Monday, December 15, 2014

Jane Austen’s great “Gotcha!” & the yearning for certainty


The recent lively discussion in Janeites & Austen-L about the ambiguity of Harriet Smith's character brings home to me so powerfully how strong is the universal yearning for certainty, above all in the realm of knowing the character (I.e., personality) of others....and (even more so) of ourselves.

The discussion made me think about that because this deep yearning extends beyond real life, and also applies to the way fictional stories are read. The default expectation for most readers is that the author, like a benign, wise shepherd, will herd the reader through the story, make everything clear by the end, and provide direct moral instruction as to who the good guys were and who the bad guys.

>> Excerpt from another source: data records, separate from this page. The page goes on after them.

//! Error types for warehouse writes and key reads.

use f1_model::ErrorKind;
use polars::prelude::PolarsError;
use thiserror::Error;

/// Errors raised by a [`WarehouseStore`](crate::WarehouseStore).
#[derive(Debug, Error)]
pub enum StoreError {
    /// The database could not be reached.
    #[error("failed to connect to the warehouse: {0}")]
    Connect(#[source] sqlx::Error),

    /// An append was rejected; the table's transaction was rolled back.
    #[error("failed to append to {table}: {source}")]
    Write {
        table: String,
        #[source]
        source: sqlx::Error,
    },

    /// Reading surrogate keys back failed.
    #[error("failed to read keys from {table}: {source}")]
    Query {
        table: String,
        #[source]
        source: sqlx::Error,
    },

    /// The frame does not carry a column the table expects.
    #[error("column '{column}' missing from frame for {table}")]
    MissingColumn { table: String, column: String },

    /// A frame column has a dtype the writer cannot bind.
    #[error("column '{column}' of {table} has unsupported type {dtype}")]
    UnsupportedType {
        table: String,
        column: String,
        dtype: String,
    },

    #[error("dataframe error: {0}")]
    Frame(#[from] PolarsError),
}

impl StoreError {
    pub fn kind(&self) -> ErrorKind {
        match self {
            Self::Connect(_) => ErrorKind::Connectivity,
            Self::Write { source, .. } if is_connectivity(source) => ErrorKind::Connectivity,
            Self::Write { .. } => ErrorKind::Write,
            Self::Query { source, .. } if is_connectivity(source) => ErrorKind::Connectivity,
            Self::Query { .. }
            | Self::MissingColumn { .. }
            | Self::UnsupportedType { .. }
            | Self::Frame(_) => ErrorKind::Schema,
        }
    }
}

/// Errors that mean the connection went away rather than the statement failing.
fn is_connectivity(err: &sqlx::Error) -> bool {
    matches!(
        err,
        sqlx::Error::Io(_)
            | sqlx::Error::Tls(_)
            | sqlx::Error::PoolTimedOut
            | sqlx::Error::PoolClosed
            | sqlx::Error::WorkerCrashed
    )
}

pub type Result<T> = std::result::Result<T, StoreError>;

#[cfg(test)]
mod tests {
    use super::*;

    fn write(source: sqlx::Error) -> StoreError {
        StoreError::Write {
            table: "dim_drivers".to_string(),
            source,
        }
    }

    #[test]
    fn connect_errors_are_connectivity() {
        let err = StoreError::Connect(sqlx::Error::PoolTimedOut);
        assert_eq!(err.kind(), ErrorKind::Connectivity);
    }

    #[test]
    fn dropped_connection_during_write_is_connectivity() {
        let io = std::io::Error::new(std::io::ErrorKind::ConnectionReset, "reset");
        assert_eq!(write(sqlx::Error::Io(io)).kind(), ErrorKind::Connectivity);
        assert_eq!(write(sqlx::Error::PoolClosed).kind(), ErrorKind::Connectivity);
    }

    #[test]
    fn rejected_statement_is_a_write_error() {
        let err = write(sqlx::Error::Protocol("relation does not exist".to_string()));
        assert_eq!(err.kind(), ErrorKind::Write);
        assert!(err.to_string().contains("dim_drivers"));
    }

    #[test]
    fn failed_key_read_is_a_schema_error() {
        let err = StoreError::Query {
            table: "dim_status".to_string(),
            source: sqlx::Error::RowNotFound,
        };
        assert_eq!(err.kind(), ErrorKind::Schema);
    }
}
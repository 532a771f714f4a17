//! Library side of the `f1-etl` binary: configuration, logging setup and the
//! staged load pipeline.

pub mod config;
pub mod logging;
pub mod pipeline;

And so it is perceived by many if not most readers as a kind of betrayal by the author if any significant ambiguities are left at the end, untidied up, messy. It must have been a careless oversight of the author, or some unconscious unintended revelation of some embarrassing or shameful personal secret. For an author to deliberately confuse, create ambiguity, wink or hint at matters unexplained or ambiguous, simply  could not be justified. Somehow it is felt as a breach of the on written contract between author and reader. Certainly, outside of a tiny world of elite scholarly, literary studies, that contract is never even consciously noticed, let alone considered seriously.

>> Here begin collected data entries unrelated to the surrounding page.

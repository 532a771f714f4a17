//! Staged warehouse load.
//!
//! A run goes through the [`Stage`]s in order. Reading and dimension building
//! happen before any connection is opened, so bad input never reaches the
//! database. Every table append is its own transaction; a failure after some
//! tables were appended leaves them in place and the returned
//! [`PipelineError`] lists them.

use std::path::Path;
use std::time::Instant;

use f1_ingest::{IngestError, SourceTables, read_sources};
use f1_model::{Dimension, ErrorKind, FACT_RESULTS, RunReport, Stage, TableLoad, TableSpec};
use f1_store::{StoreError, WarehouseStore};
use f1_transform::{
    DimensionFrames, KeyLookups, TransformError, build_dimensions, build_fact_results,
    race_id_discrepancies,
};
use polars::prelude::DataFrame;
use thiserror::Error;
use tracing::{Instrument, debug, info, info_span, warn};

/// Any failure a run can hit.
#[derive(Debug, Error)]
pub enum EtlError {
    #[error(transparent)]
    Ingest(#[from] IngestError),
    #[error(transparent)]
    Transform(#[from] TransformError),
    #[error(transparent)]
    Store(#[from] StoreError),
}

impl EtlError {
    pub fn kind(&self) -> ErrorKind {
        match self {
            Self::Ingest(err) => err.kind(),
            Self::Transform(err) => err.kind(),
            Self::Store(err) => err.kind(),
        }
    }
}

/// A failed run: the stage that failed and the tables already appended.
#[derive(Debug, Error)]
#[error("{stage} failed: {source}")]
pub struct PipelineError {
    pub stage: Stage,
    pub loaded: Vec<TableLoad>,
    #[source]
    pub source: EtlError,
}

impl PipelineError {
    pub fn new(stage: Stage, loaded: &[TableLoad], source: impl Into<EtlError>) -> Self {
        Self {
            stage,
            loaded: loaded.to_vec(),
            source: source.into(),
        }
    }

    pub fn kind(&self) -> ErrorKind {
        self.source.kind()
    }

    /// True when nothing reached the store before the failure.
    pub fn nothing_loaded(&self) -> bool {
        self.loaded.is_empty()
    }
}

/// Everything built from the sources before the store is touched.
#[derive(Debug, Clone)]
pub struct PreparedLoad {
    pub dimensions: DimensionFrames,
    pub status: DataFrame,
    pub results: DataFrame,
    pub race_id_discrepancies: usize,
}

/// Read the six source files from `dir`.
pub fn read_stage(dir: &Path) -> Result<SourceTables, PipelineError> {
    let span = info_span!("read_sources", dir = %dir.display());
    let _guard = span.enter();
    let start = Instant::now();

    let sources =
        read_sources(dir).map_err(|err| PipelineError::new(Stage::ReadSources, &[], err))?;
    info!(
        drivers = sources.drivers.height(),
        races = sources.races.height(),
        results = sources.results.height(),
        duration_ms = start.elapsed().as_millis(),
        "sources read"
    );
    Ok(sources)
}

/// Build the four dimensions and run the race identifier check.
pub fn prepare(sources: &SourceTables) -> Result<PreparedLoad, PipelineError> {
    let span = info_span!("build_dimensions");
    let _guard = span.enter();
    let start = Instant::now();
    let fail = |err: TransformError| PipelineError::new(Stage::BuildDimensions, &[], err);

    let dimensions = build_dimensions(
        &sources.drivers,
        &sources.constructors,
        &sources.status,
        &sources.races,
        &sources.circuits,
    )
    .map_err(fail)?;

    let discrepancies = race_id_discrepancies(&sources.races).map_err(fail)?;
    if discrepancies > 0 {
        warn!(
            races = discrepancies,
            "races carry a raceId that differs from season * 1000 + round; \
             their results will not resolve"
        );
    }

    info!(
        duration_ms = start.elapsed().as_millis(),
        "dimensions built"
    );
    Ok(PreparedLoad {
        dimensions,
        status: sources.status.clone(),
        results: sources.results.clone(),
        race_id_discrepancies: discrepancies,
    })
}

async fn append_table<S: WarehouseStore>(
    store: &mut S,
    table: &TableSpec,
    frame: &DataFrame,
) -> Result<usize, StoreError> {
    let start = Instant::now();
    let rows = store.append(table, frame).await?;
    info!(
        table = table.name,
        rows,
        duration_ms = start.elapsed().as_millis(),
        "table appended"
    );
    Ok(rows)
}

/// Append the dimensions, resolve keys, then build and append the facts.
pub async fn load<S: WarehouseStore>(
    store: &mut S,
    prepared: &PreparedLoad,
) -> Result<RunReport, PipelineError> {
    let start = Instant::now();
    let mut loaded: Vec<TableLoad> = Vec::new();

    for dimension in Dimension::ALL {
        let table = dimension.table();
        let frame = prepared.dimensions.get(dimension);
        let rows = append_table(store, table, frame)
            .instrument(info_span!("load_dimension", table = table.name))
            .await
            .map_err(|err| PipelineError::new(Stage::LoadDimensions, &loaded, err))?;
        loaded.push(TableLoad::new(table.name, rows));
    }

    let lookups = resolve_keys(store)
        .instrument(info_span!("resolve_keys"))
        .await
        .map_err(|err| PipelineError::new(Stage::ResolveKeys, &loaded, err))?;

    let facts = {
        let span = info_span!("build_facts");
        let _guard = span.enter();
        build_fact_results(&prepared.results, &prepared.status, &lookups)
            .map_err(|err| PipelineError::new(Stage::BuildFacts, &loaded, err))?
    };
    if facts.dropped_rows > 0 {
        warn!(
            dropped = facts.dropped_rows,
            candidates = facts.candidate_rows,
            "result rows dropped for unresolved keys"
        );
    }

    info!(rows = facts.frame.height(), "loading fact rows");
    let rows = append_table(store, &FACT_RESULTS, &facts.frame)
        .instrument(info_span!("load_facts"))
        .await
        .map_err(|err| PipelineError::new(Stage::LoadFacts, &loaded, err))?;
    loaded.push(TableLoad::new(FACT_RESULTS.name, rows));

    Ok(RunReport {
        loaded,
        fact_candidates: facts.candidate_rows,
        facts_dropped: facts.dropped_rows,
        race_id_discrepancies: prepared.race_id_discrepancies,
        duration_ms: u64::try_from(start.elapsed().as_millis()).unwrap_or(u64::MAX),
    })
}

async fn resolve_keys<S: WarehouseStore>(store: &mut S) -> Result<KeyLookups, EtlError> {
    let mut lookups = KeyLookups::new();
    for dimension in Dimension::ALL {
        let frame = store.key_lookup(dimension).await?;
        debug!(table = dimension.table().name, keys = frame.height(), "keys read back");
        lookups.insert(dimension, frame)?;
    }
    Ok(lookups)
}

/// Prepare and load already-read sources into `store`.
pub async fn run_pipeline<S: WarehouseStore>(
    store: &mut S,
    sources: &SourceTables,
) -> Result<RunReport, PipelineError> {
    let prepared = prepare(sources)?;
    load(store, &prepared).await
}

#[cfg(test)]
mod tests {
    use super::*;

    #[test]
    fn error_kind_follows_the_source() {
        let err = PipelineError::new(
            Stage::ReadSources,
            &[],
            IngestError::MissingColumn {
                column: "code".to_string(),
                table: "drivers".to_string(),
            },
        );
        assert_eq!(err.kind(), ErrorKind::Schema);
        assert!(err.nothing_loaded());
        assert_eq!(
            err.to_string(),
            "read sources failed: required column 'code' not found in drivers"
        );
    }

    #[test]
    fn loaded_tables_are_kept_on_failure() {
        let loaded = vec![TableLoad::new("dim_drivers", 3)];
        let err = PipelineError::new(
            Stage::LoadDimensions,
            &loaded,
            StoreError::MissingColumn {
                table: "dim_constructors".to_string(),
                column: "constructor_name".to_string(),
            },
        );
        assert_eq!(err.kind(), ErrorKind::Schema);
        assert!(!err.nothing_loaded());
        assert_eq!(err.loaded, loaded);
    }
}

But it should be obvious where I am going with this rhetorical gambit. I.e., it was when I first started seriously contemplating 10 years ago WHY Jane Austen would create double stories in all her novels, that I quickly realized that this was actually a sophisticated profoundly didactic tactic on her part.

This is epitomized in the Jan. 1813 letter to Cassandra, about ambiguous pronouns in P&P-why do so many Janeites, including many who should know better, still take JA’s obviously ironic comments in that letter as if she were really regretting syntactical mistakes??

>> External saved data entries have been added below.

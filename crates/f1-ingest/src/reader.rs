//! CSV file reading with the source export's null marker.

use std::fs::File;
use std::io::Read;
use std::path::Path;
use std::time::Instant;

use f1_common::missing_columns;
use f1_model::{NULL_MARKER, SourceFile};
use polars::prelude::*;
use tracing::{debug, info_span, warn};

use crate::error::{IngestError, Result};

/// Open a file, mapping a missing path to [`IngestError::FileNotFound`].
fn open_source(path: &Path) -> Result<File> {
    File::open(path).map_err(|e| {
        if e.kind() == std::io::ErrorKind::NotFound {
            IngestError::FileNotFound {
                path: path.to_path_buf(),
            }
        } else {
            IngestError::FileRead {
                path: path.to_path_buf(),
                source: e,
            }
        }
    })
}

/// Detect encoding and validate it's supported (UTF-8 only).
///
/// Checks for UTF-16 BOM markers which are not supported.
pub fn validate_encoding(path: &Path) -> Result<()> {
    let mut file = open_source(path)?;

    let mut buffer = [0u8; 4];
    let bytes_read = file.read(&mut buffer).map_err(|e| IngestError::FileRead {
        path: path.to_path_buf(),
        source: e,
    })?;

    if bytes_read >= 2 {
        if buffer[0..2] == [0xFF, 0xFE] {
            return Err(IngestError::UnsupportedEncoding {
                path: path.to_path_buf(),
                encoding: "UTF-16 LE",
            });
        }
        if buffer[0..2] == [0xFE, 0xFF] {
            return Err(IngestError::UnsupportedEncoding {
                path: path.to_path_buf(),
                encoding: "UTF-16 BE",
            });
        }
    }

    Ok(())
}

fn normalize_header(raw: &str) -> String {
    raw.trim().trim_matches('\u{feff}').trim().to_string()
}

/// Trim whitespace and byte-order marks from column names in place.
fn normalize_headers(df: &mut DataFrame) -> Result<()> {
    let current: Vec<String> = df
        .get_column_names()
        .iter()
        .map(|name| name.to_string())
        .collect();
    let normalized: Vec<String> = current.iter().map(|name| normalize_header(name)).collect();
    if normalized != current {
        df.set_column_names(normalized)?;
    }
    Ok(())
}

/// Reads one source CSV into a DataFrame.
///
/// The whole file is used for schema inference and every `\N` cell becomes
/// null, so numeric columns with missing values still load as numbers.
pub fn read_source_table(path: &Path) -> Result<DataFrame> {
    validate_encoding(path)?;

    let parse_error = |e: PolarsError| IngestError::CsvParse {
        path: path.to_path_buf(),
        message: e.to_string(),
    };

    let mut df = CsvReadOptions::default()
        .with_has_header(true)
        .with_infer_schema_length(None)
        .map_parse_options(|options| {
            options.with_null_values(Some(NullValues::AllColumnsSingle(NULL_MARKER.into())))
        })
        .try_into_reader_with_file_path(Some(path.to_path_buf()))
        .map_err(parse_error)?
        .finish()
        .map_err(parse_error)?;

    normalize_headers(&mut df)?;

    if df.height() == 0 {
        warn!(path = %path.display(), "source file has no data rows");
    }

    Ok(df)
}

/// Fail with [`IngestError::MissingColumn`] for the first absent column.
pub fn require_columns(df: &DataFrame, table: &str, required: &[&str]) -> Result<()> {
    match missing_columns(df, required).into_iter().next() {
        Some(column) => Err(IngestError::MissingColumn {
            column,
            table: table.to_string(),
        }),
        None => Ok(()),
    }
}

/// The six source tables of one snapshot.
#[derive(Debug, Clone)]
pub struct SourceTables {
    pub drivers: DataFrame,
    pub constructors: DataFrame,
    pub status: DataFrame,
    pub races: DataFrame,
    pub circuits: DataFrame,
    pub results: DataFrame,
}

impl SourceTables {
    pub fn get(&self, source: SourceFile) -> &DataFrame {
        match source {
            SourceFile::Drivers => &self.drivers,
            SourceFile::Constructors => &self.constructors,
            SourceFile::Status => &self.status,
            SourceFile::Races => &self.races,
            SourceFile::Circuits => &self.circuits,
            SourceFile::RaceResults => &self.results,
        }
    }

    /// Check every table against its required column list.
    pub fn validate(&self) -> Result<()> {
        for source in SourceFile::ALL {
            require_columns(
                self.get(source),
                source.table_name(),
                source.required_columns(),
            )?;
        }
        Ok(())
    }
}

/// Read and validate all six source files from `dir`.
///
/// Nothing is written anywhere until every file has been read, so a missing
/// or malformed file aborts the run before the database is touched.
pub fn read_sources(dir: &Path) -> Result<SourceTables> {
    if !dir.is_dir() {
        return Err(IngestError::DirectoryNotFound {
            path: dir.to_path_buf(),
        });
    }

    let read = |source: SourceFile| -> Result<DataFrame> {
        let path = dir.join(source.file_name());
        info_span!("read_source", file = source.file_name()).in_scope(|| -> Result<DataFrame> {
            let start = Instant::now();
            let df = read_source_table(&path)?;
            debug!(
                path = %path.display(),
                rows = df.height(),
                columns = df.width(),
                duration_ms = start.elapsed().as_millis(),
                "source loaded"
            );
            Ok(df)
        })
    };

    let tables = SourceTables {
        drivers: read(SourceFile::Drivers)?,
        constructors: read(SourceFile::Constructors)?,
        status: read(SourceFile::Status)?,
        races: read(SourceFile::Races)?,
        circuits: read(SourceFile::Circuits)?,
        results: read(SourceFile::RaceResults)?,
    };
    tables.validate()?;
    Ok(tables)
}

#[cfg(test)]
mod tests {
    use super::*;
    use std::io::Write;
    use tempfile::NamedTempFile;

    fn create_temp_csv(content: &[u8]) -> NamedTempFile {
        let mut file = NamedTempFile::new().unwrap();
        file.write_all(content).unwrap();
        file
    }

    #[test]
    fn test_normalize_header() {
        assert_eq!(normalize_header("  driverId "), "driverId");
        assert_eq!(normalize_header("\u{feff}driverId"), "driverId");
    }

    #[test]
    fn test_validate_encoding_rejects_utf16() {
        let file = create_temp_csv(&[0xFF, 0xFE, b'a', 0x00]);
        let err = validate_encoding(file.path()).unwrap_err();
        assert!(matches!(
            err,
            IngestError::UnsupportedEncoding {
                encoding: "UTF-16 LE",
                ..
            }
        ));
    }

    #[test]
    fn test_validate_encoding_accepts_utf8() {
        let file = create_temp_csv(b"statusId,status\n1,Finished\n");
        assert!(validate_encoding(file.path()).is_ok());
    }

    #[test]
    fn test_require_columns_reports_first_missing() {
        let file = create_temp_csv(b"statusId\n1\n");
        let df = read_source_table(file.path()).unwrap();
        let err = require_columns(&df, "status", &["statusId", "status"]).unwrap_err();
        match err {
            IngestError::MissingColumn { column, table } => {
                assert_eq!(column, "status");
                assert_eq!(table, "status");
            }
            other => panic!("unexpected error: {other}"),
        }
    }
}
//! Transformations for the F1 results star schema.
//!
//! - **dimensions**: driver, constructor, status and race dimension builders
//! - **race_id**: `season * 1000 + round` identifiers and the discrepancy check
//! - **keys**: natural-key to surrogate-key lookups read back from the store
//! - **facts**: the `fact_results` builder

mod columns;
pub mod dimensions;
pub mod error;
pub mod facts;
pub mod keys;
pub mod race_id;

pub use columns::require_columns;
pub use dimensions::{
    DimensionFrames, build_dim_constructors, build_dim_drivers, build_dim_races,
    build_dim_status, build_dimensions, parse_date,
};
pub use error::{Result, TransformError};
pub use facts::{FactBuild, build_fact_results};
pub use keys::KeyLookups;
pub use race_id::{
    RACE_ID_SEASON_FACTOR, race_id_discrepancies, synthesize_race_id, synthesized_race_id,
};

I.e., what better way to encourage and support a reader's struggles to overcome the reader's own yearning for certainty when certainty is not justified, than to lead the passive reader down the garden path of apparent certainty and clarity, while at the same time constantly subliminally suggesting that the road to more complex truth is the unmarked path in the shadows to the left or right.

Early in 2005, I read a wonderful 1986 essay by Adena Rosmarin, in which she unpacked, in a number of remarkable ways, the deep game that Jane Austen played with her readers in Emma. However, Rosmarin was unaware of the shadow stories that Jane Austen created, so her brilliant analysis went only halfway into explicating Jane Austen's artistry.

As Rosmarin explained, there's nothing quite like making a big mistake of interpretation, then realizing it, and THEN being able to go back and retrace the steps where one went astray, for learning how to avoid that same mistake the next time.

I believe Jane Austen did this covertly for her readers in her first three published novels, but she found that her readers were not "getting it". That is why, I have long suggested, Emma was so different on the surface, because it contains the great "gotcha!" in Austen's fiction. It was JA's upping the ante, trying to lead more readers to awareness.

And that is why the recently deceased P.D. James called Emma "the detective story without a murder", which is one of the great Trojan Horse Moments of literary criticism history, since James apparently did not consciously realize that, in the shadow story of Emma,  Mrs. Churchill WAS murdered!

And...James also didn't realize that The Great "Gotcha!" was itself a trapdoor, which pulled the floor out from under the reader's feet- because the story Emma hears about Jane and Frank, including most of all Frank’s letter to Mrs. Weston which comprises the entirety of Chapter 50, is itself a cover story for a deeper truth!

THAT is the most important point of all. I.e., the revelation that Jane and Frank were involved from the beginning, if you think about it, tells the sensitive reader that such a deception can be pulled off by a skilled writer for 49 chapters-so who's to say whether there are not OTHER such deceptions scattered all over all of Jane Austen's novels, which have not been debriefed by her at the end in that way??

That thought is the key that, like the moment when Neo KNOWS that the Matrix is an illusion, opens Pandora's box for the alert reader, because thereafter the yearning for certainty can be reined in and blunted, and ambiguity tolerated long enough, to get closer to accurate judgment of a murky moral/ emotional/psychological dilemma in a fictional story.

There’s a really good analogy here to modern sports. Fans know that the difference between an ordinary returner of a tennis serve or an ordinary hitter of a baseball, and a great one, is the ability to wait that extra fraction of a second before swinging. In that tiny increment of time, the ball will commit itself first (as a curveball or slider in baseball, or a spinning serve in tennis), and so the ball can then be properly hit.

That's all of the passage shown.